*TRY IT*:
Nothing in the data may change. Copy all of it exactly.

*GIVEN DATA*:
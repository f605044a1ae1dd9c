//! Error types crossing the adapter boundary.
//!
//! Two coordinate systems meet here. The external grammar engine reports
//! [`EngineError`] values whose positions are byte offsets local to the
//! fragment it was handed. The host receives [`EmbedError`] values whose
//! positions are character offsets into the full original query text. The
//! translator stack in [`crate::translate`] performs the rewrite.
//!
//! Structural invariant violations (installing a translator with an
//! out-of-range offset, uninstalling without a matching install, touching a
//! released scope) are not represented as error values: they indicate
//! corrupted control flow in the integration and surface as panics that
//! abort the parse attempt.

use crate::diag::{Diag, QueryText};
use miette::Report;
use std::fmt;

/// Error raised by a grammar engine while parsing one fragment.
#[derive(Debug, Clone, PartialEq, Eq)]
pub enum EngineError {
    /// A syntax error at a byte offset local to the fragment being parsed.
    Syntax {
        /// Byte offset from the start of the fragment.
        local_offset: usize,
        /// Human-readable description of the failure.
        message: String,
    },
    /// Cooperative cancellation. Carries no position and is never rewritten.
    Cancelled,
}

impl EngineError {
    /// Creates a syntax error at a fragment-local byte offset.
    pub fn syntax(local_offset: usize, message: impl Into<String>) -> Self {
        EngineError::Syntax {
            local_offset,
            message: message.into(),
        }
    }
}

impl fmt::Display for EngineError {
    fn fmt(&self, f: &mut fmt::Formatter<'_>) -> fmt::Result {
        match self {
            EngineError::Syntax {
                local_offset,
                message,
            } => write!(f, "syntax error at fragment offset {local_offset}: {message}"),
            EngineError::Cancelled => write!(f, "parse cancelled"),
        }
    }
}

impl std::error::Error for EngineError {}

/// Host-facing error for an embedded sub-language parse.
#[derive(Debug, Clone, PartialEq, Eq)]
pub enum EmbedError {
    /// A syntax error positioned in the root query text.
    Syntax {
        /// Character offset into the full original query.
        position: usize,
        /// Human-readable description of the failure.
        message: String,
    },
    /// The parse was cancelled before completion.
    Cancelled,
}

impl EmbedError {
    /// Returns the translated position, if this error carries one.
    pub fn position(&self) -> Option<usize> {
        match self {
            EmbedError::Syntax { position, .. } => Some(*position),
            EmbedError::Cancelled => None,
        }
    }

    /// Converts this error into the internal diagnostic model.
    pub fn to_diag(&self) -> Diag {
        match self {
            EmbedError::Syntax { position, message } => Diag::error(message.clone())
                .with_position(*position, "here")
                .with_code("syntax::fragment"),
            EmbedError::Cancelled => Diag::error("query cancelled").with_code("cancelled"),
        }
    }

    /// Renders this error as a miette report against the root query text.
    pub fn to_report(&self, source: &QueryText) -> Report {
        self.to_diag().into_report(source)
    }
}

impl fmt::Display for EmbedError {
    fn fmt(&self, f: &mut fmt::Formatter<'_>) -> fmt::Result {
        match self {
            EmbedError::Syntax { position, message } => {
                write!(f, "syntax error at position {position}: {message}")
            }
            EmbedError::Cancelled => write!(f, "query cancelled"),
        }
    }
}

impl std::error::Error for EmbedError {}

#[cfg(test)]
mod tests {
    use super::*;

    #[test]
    fn engine_error_display() {
        let err = EngineError::syntax(3, "expected ')'");
        assert_eq!(err.to_string(), "syntax error at fragment offset 3: expected ')'");
        assert_eq!(EngineError::Cancelled.to_string(), "parse cancelled");
    }

    #[test]
    fn embed_error_display_and_position() {
        let err = EmbedError::Syntax {
            position: 13,
            message: "expected ')'".into(),
        };
        assert_eq!(err.to_string(), "syntax error at position 13: expected ')'");
        assert_eq!(err.position(), Some(13));
        assert_eq!(EmbedError::Cancelled.position(), None);
    }

    #[test]
    fn embed_error_to_diag_carries_translated_position() {
        let err = EmbedError::Syntax {
            position: 13,
            message: "unexpected token".into(),
        };
        let diag = err.to_diag();
        assert_eq!(diag.position, Some(13));
        assert_eq!(diag.message, "unexpected token");
        assert_eq!(diag.code.as_deref(), Some("syntax::fragment"));
    }

    #[test]
    fn cancelled_to_diag_has_no_position() {
        let diag = EmbedError::Cancelled.to_diag();
        assert_eq!(diag.position, None);
        assert_eq!(diag.code.as_deref(), Some("cancelled"));
    }

    #[test]
    fn to_report_renders_against_query() {
        let source = QueryText::new("SELECT * FROM g MATCH (a]-(b)");
        let err = EmbedError::Syntax {
            position: 24,
            message: "expected ')' to close a node pattern".into(),
        };
        let report = err.to_report(&source);
        assert_eq!(report.to_string(), "expected ')' to close a node pattern");
    }
}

*FINISHED EXERCISE*:
repository f605044a1ae1dd9c
//! Error types crossing the adapter boundary.
//!
//! Two coordinate systems meet here. The external grammar engine reports
//! [`EngineError`] values whose positions are byte offsets local to the
//! fragment it was handed. The host receives [`EmbedError`] values whose
//! positions are character offsets into the full original query text. The
//! translator stack in [`crate::translate`] performs the rewrite.
//!
//! Structural invariant violations (installing a translator with an
//! out-of-range offset, uninstalling without a matching install, touching a
//! released scope) are not represented as error values: they indicate
//! corrupted control flow in the integration and surface as panics that
//! abort the parse attempt.

use crate::diag::{Diag, QueryText};
use miette::Report;
use std::fmt;

/// Error raised by a grammar engine while parsing one fragment.
#[derive(Debug, Clone, PartialEq, Eq)]
pub enum EngineError {
    /// A syntax error at a byte offset local to the fragment being parsed.
    Syntax {
        /// Byte offset from the start of the fragment.
        local_offset: usize,
        /// Human-readable description of the failure.
        message: String,
    },
    /// Cooperative cancellation. Carries no position and is never rewritten.
    Cancelled,
}

impl EngineError {
    /// Creates a syntax error at a fragment-local byte offset.
    pub fn syntax(local_offset: usize, message: impl Into<String>) -> Self {
        EngineError::Syntax {
            local_offset,
            message: message.into(),
        }
    }
}

impl fmt::Display for EngineError {
    fn fmt(&self, f: &mut fmt::Formatter<'_>) -> fmt::Result {
        match self {
            EngineError::Syntax {
                local_offset,
                message,
            } => write!(f, "syntax error at fragment offset {local_offset}: {message}"),
            EngineError::Cancelled => write!(f, "parse cancelled"),
        }
    }
}

impl std::error::Error for EngineError {}

/// Host-facing error for an embedded sub-language parse.
#[derive(Debug, Clone, PartialEq, Eq)]
pub enum EmbedError {
    /// A syntax error positioned in the root query text.
    Syntax {
        /// Character offset into the full original query.
        position: usize,
        /// Human-readable description of the failure.
        message: String,
    },
    /// The parse was cancelled before completion.
    Cancelled,
}

impl EmbedError {
    /// Returns the translated position, if this error carries one.
    pub fn position(&self) -> Option<usize> {
        match self {
            EmbedError::Syntax { position, .. } => Some(*position),
            EmbedError::Cancelled => None,
        }
    }

    /// Converts this error into the internal diagnostic model.
    pub fn to_diag(&self) -> Diag {
        match self {
            EmbedError::Syntax { position, message } => Diag::error(message.clone())
                .with_position(*position, "here")
                .with_code("syntax::fragment"),
            EmbedError::Cancelled => Diag::error("query cancelled").with_code("cancelled"),
        }
    }

    /// Renders this error as a miette report against the root query text.
    pub fn to_report(&self, source: &QueryText) -> Report {
        self.to_diag().into_report(source)
    }
}

impl fmt::Display for EmbedError {
    fn fmt(&self, f: &mut fmt::Formatter<'_>) -> fmt::Result {
        match self {
            EmbedError::Syntax { position, message } => {
                write!(f, "syntax error at position {position}: {message}")
            }
            EmbedError::Cancelled => write!(f, "query cancelled"),
        }
    }
}

impl std::error::Error for EmbedError {}

#[cfg(test)]
mod tests {
    use super::*;

    #[test]
    fn engine_error_display() {
        let err = EngineError::syntax(3, "expected ')'");
        assert_eq!(err.to_string(), "syntax error at fragment offset 3: expected ')'");
        assert_eq!(EngineError::Cancelled.to_string(), "parse cancelled");
    }

    #[test]
    fn embed_error_display_and_position() {
        let err = EmbedError::Syntax {
            position: 13,
            message: "expected ')'".into(),
        };
        assert_eq!(err.to_string(), "syntax error at position 13: expected ')'");
        assert_eq!(err.position(), Some(13));
        assert_eq!(EmbedError::Cancelled.position(), None);
    }

    #[test]
    fn embed_error_to_diag_carries_translated_position() {
        let err = EmbedError::Syntax {
            position: 13,
            message: "unexpected token".into(),
        };
        let diag = err.to_diag();
        assert_eq!(diag.position, Some(13));
        assert_eq!(diag.message, "unexpected token");
        assert_eq!(diag.code.as_deref(), Some("syntax::fragment"));
    }

    #[test]
    fn cancelled_to_diag_has_no_position() {
        let diag = EmbedError::Cancelled.to_diag();
        assert_eq!(diag.position, None);
        assert_eq!(diag.code.as_deref(), Some("cancelled"));
    }

    #[test]
    fn to_report_renders_against_query() {
        let source = QueryText::new("SELECT * FROM g MATCH (a]-(b)");
        let err = EmbedError::Syntax {
            position: 24,
            message: "expected ')' to close a node pattern".into(),
        };
        let report = err.to_report(&source);
        assert_eq!(report.to_string(), "expected ')' to close a node pattern");
    }
}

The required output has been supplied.